## TASK INSTRUCTIONS
Single out the lines of the material that contain "every" and copy them.
══ DATA SUPPLIED ══
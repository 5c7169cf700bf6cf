//! Simulation storage for price paths and terminal prices.
//!
//! # Memory Layout
//!
//! [`PathMatrix`] is logically an M × N grid indexed `(step, path)`, where
//! cell `(j, i)` holds S_{j+1} of path `i` (the initial spot is not stored).
//! Physically it is path-contiguous: `data[path * M + step]`, so each
//! trajectory is one `&[f64]` of length M and generators can hand out
//! disjoint mutable slices per path.

use std::collections::TryReserveError;
use std::slice::{ChunksExact, ChunksExactMut};

/// Pre-allocated M × N matrix of simulated prices.
///
/// # Examples
///
/// ```rust
/// use pricer_pricing::mc::PathMatrix;
///
/// let matrix = PathMatrix::zeros(252, 1_000);
/// assert_eq!(matrix.shape(), (252, 1_000));
/// assert_eq!(matrix.get(251, 999), 0.0);
/// ```
#[derive(Clone, Debug, PartialEq)]
pub struct PathMatrix {
    data: Vec<f64>,
    num_steps: usize,
    num_paths: usize,
}

impl PathMatrix {
    /// Allocates a zero-filled matrix of `num_steps` rows and `num_paths` columns.
    ///
    /// # Panics
    ///
    /// Panics if `num_steps * num_paths` overflows; validated parameters
    /// rule this out.
    pub fn zeros(num_steps: usize, num_paths: usize) -> Self {
        Self {
            data: vec![0.0; num_steps * num_paths],
            num_steps,
            num_paths,
        }
    }

    /// Allocates a zero-filled matrix, reporting allocation failure instead
    /// of aborting.
    ///
    /// # Errors
    ///
    /// Returns the allocator's error when the cell count overflows or the
    /// memory is not available.
    pub fn try_zeros(num_steps: usize, num_paths: usize) -> Result<Self, TryReserveError> {
        Ok(Self {
            data: try_zeroed(num_steps.saturating_mul(num_paths))?,
            num_steps,
            num_paths,
        })
    }

    /// Returns `(num_steps, num_paths)`.
    #[inline]
    pub fn shape(&self) -> (usize, usize) {
        (self.num_steps, self.num_paths)
    }

    /// Returns the number of time steps (rows).
    #[inline]
    pub fn num_steps(&self) -> usize {
        self.num_steps
    }

    /// Returns the number of paths (columns).
    #[inline]
    pub fn num_paths(&self) -> usize {
        self.num_paths
    }

    /// Returns the price at `step` on path `path`.
    ///
    /// # Panics
    ///
    /// Panics if either index is out of range.
    #[inline]
    pub fn get(&self, step: usize, path: usize) -> f64 {
        assert!(step < self.num_steps, "step {} out of range", step);
        self.data[path * self.num_steps + step]
    }

    /// Returns the full trajectory of one path.
    #[inline]
    pub fn path(&self, path: usize) -> &[f64] {
        let start = path * self.num_steps;
        &self.data[start..start + self.num_steps]
    }

    /// Iterates trajectories in path order.
    #[inline]
    pub fn paths(&self) -> ChunksExact<'_, f64> {
        self.data.chunks_exact(self.num_steps.max(1))
    }

    /// Iterates trajectories mutably in path order.
    #[inline]
    pub fn paths_mut(&mut self) -> ChunksExactMut<'_, f64> {
        self.data.chunks_exact_mut(self.num_steps.max(1))
    }

    /// Iterates the prices of every path at `step`.
    pub fn row(&self, step: usize) -> impl Iterator<Item = f64> + '_ {
        assert!(step < self.num_steps, "step {} out of range", step);
        self.paths().map(move |path| path[step])
    }

    /// Returns the raw path-contiguous buffer.
    #[inline]
    pub fn as_slice(&self) -> &[f64] {
        &self.data
    }

    /// Returns the raw buffer for in-place generation.
    #[inline]
    pub(crate) fn as_mut_slice(&mut self) -> &mut [f64] {
        &mut self.data
    }

    /// Zero-fills every cell, keeping the allocation.
    #[inline]
    pub fn clear(&mut self) {
        self.data.fill(0.0);
    }
}

/// Terminal price of every path: `FinalPrices[i] = PathMatrix[M-1][i]`.
///
/// # Examples
///
/// ```rust
/// use pricer_pricing::mc::FinalPrices;
///
/// let finals = FinalPrices::from(vec![95.0, 105.0]);
/// assert_eq!(finals.len(), 2);
/// assert_eq!(finals.as_slice()[1], 105.0);
/// ```
#[derive(Clone, Debug, Default, PartialEq)]
pub struct FinalPrices(Vec<f64>);

impl FinalPrices {
    /// Allocates `num_paths` zeroed terminal prices.
    pub fn zeros(num_paths: usize) -> Self {
        Self(vec![0.0; num_paths])
    }

    /// Allocates `num_paths` zeroed terminal prices without aborting on failure.
    ///
    /// # Errors
    ///
    /// Returns the allocator's error when the memory is not available.
    pub fn try_zeros(num_paths: usize) -> Result<Self, TryReserveError> {
        Ok(Self(try_zeroed(num_paths)?))
    }

    /// Copies the last row of `matrix`.
    pub fn from_matrix(matrix: &PathMatrix) -> Self {
        let mut finals = Self::zeros(matrix.num_paths());
        finals.copy_from_matrix(matrix);
        finals
    }

    /// Overwrites these prices with the last row of `matrix`, reusing the allocation.
    pub(crate) fn copy_from_matrix(&mut self, matrix: &PathMatrix) {
        self.0.clear();
        if matrix.num_steps() > 0 {
            self.0.extend(matrix.row(matrix.num_steps() - 1));
        }
    }

    /// Returns the prices as a slice.
    #[inline]
    pub fn as_slice(&self) -> &[f64] {
        &self.0
    }

    /// Returns the number of paths.
    #[inline]
    pub fn len(&self) -> usize {
        self.0.len()
    }

    /// Returns `true` if no prices are stored.
    #[inline]
    pub fn is_empty(&self) -> bool {
        self.0.is_empty()
    }

    /// Zero-fills every price, keeping the allocation.
    #[inline]
    pub fn clear(&mut self) {
        self.0.fill(0.0);
    }
}

impl From<Vec<f64>> for FinalPrices {
    fn from(prices: Vec<f64>) -> Self {
        Self(prices)
    }
}

fn try_zeroed(len: usize) -> Result<Vec<f64>, TryReserveError> {
    let mut data = Vec::new();
    data.try_reserve_exact(len)?;
    data.resize(len, 0.0);
    Ok(data)
}

#[cfg(test)]
mod tests {
    use super::*;

    fn numbered(num_steps: usize, num_paths: usize) -> PathMatrix {
        let mut matrix = PathMatrix::zeros(num_steps, num_paths);
        for (i, path) in matrix.paths_mut().enumerate() {
            for (j, cell) in path.iter_mut().enumerate() {
                *cell = (i * 100 + j) as f64;
            }
        }
        matrix
    }

    #[test]
    fn test_zeros_shape() {
        let matrix = PathMatrix::zeros(3, 4);
        assert_eq!(matrix.shape(), (3, 4));
        assert_eq!(matrix.as_slice().len(), 12);
        assert!(matrix.as_slice().iter().all(|&x| x == 0.0));
    }

    #[test]
    fn test_try_zeros_matches_zeros() {
        assert_eq!(PathMatrix::try_zeros(3, 4).unwrap(), PathMatrix::zeros(3, 4));
        assert_eq!(FinalPrices::try_zeros(4).unwrap(), FinalPrices::zeros(4));
    }

    #[test]
    fn test_try_zeros_reports_impossible_allocation() {
        assert!(PathMatrix::try_zeros(usize::MAX, 2).is_err());
        assert!(PathMatrix::try_zeros(1_000, usize::MAX / 1_000).is_err());
        assert!(FinalPrices::try_zeros(usize::MAX).is_err());
    }

    #[test]
    fn test_logical_indexing() {
        let matrix = numbered(3, 4);
        assert_eq!(matrix.get(0, 0), 0.0);
        assert_eq!(matrix.get(2, 1), 102.0);
        assert_eq!(matrix.get(1, 3), 301.0);
        assert_eq!(matrix.path(2), &[200.0, 201.0, 202.0]);
    }

    #[test]
    fn test_row() {
        let matrix = numbered(3, 4);
        let row: Vec<f64> = matrix.row(2).collect();
        assert_eq!(row, vec![2.0, 102.0, 202.0, 302.0]);
    }

    #[test]
    fn test_paths_iterator_count() {
        let matrix = numbered(5, 7);
        assert_eq!(matrix.paths().count(), 7);
        assert!(matrix.paths().all(|p| p.len() == 5));
    }

    #[test]
    #[should_panic(expected = "out of range")]
    fn test_get_step_out_of_range() {
        let matrix = PathMatrix::zeros(3, 4);
        matrix.get(3, 0);
    }

    #[test]
    fn test_clear_keeps_allocation() {
        let mut matrix = numbered(3, 4);
        let ptr = matrix.as_slice().as_ptr();

        matrix.clear();

        assert_eq!(matrix.as_slice().as_ptr(), ptr);
        assert_eq!(matrix.shape(), (3, 4));
        assert!(matrix.as_slice().iter().all(|&x| x == 0.0));
    }

    #[test]
    fn test_final_prices_from_matrix() {
        let matrix = numbered(3, 4);
        let finals = FinalPrices::from_matrix(&matrix);

        assert_eq!(finals.len(), 4);
        for i in 0..4 {
            assert_eq!(finals.as_slice()[i], matrix.get(2, i));
        }
    }

    #[test]
    fn test_final_prices_clear() {
        let mut finals = FinalPrices::from(vec![1.0, 2.0, 3.0]);
        finals.clear();
        assert_eq!(finals.as_slice(), &[0.0, 0.0, 0.0]);
        assert!(!finals.is_empty());
    }
}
═══
## RESULT OF THIS EXERCISE
    /// Iterates the prices of every path at `step`.
    /// Zero-fills every cell, keeping the allocation.
/// Terminal price of every path: `FinalPrices[i] = PathMatrix[M-1][i]`.
    /// Zero-fills every price, keeping the allocation.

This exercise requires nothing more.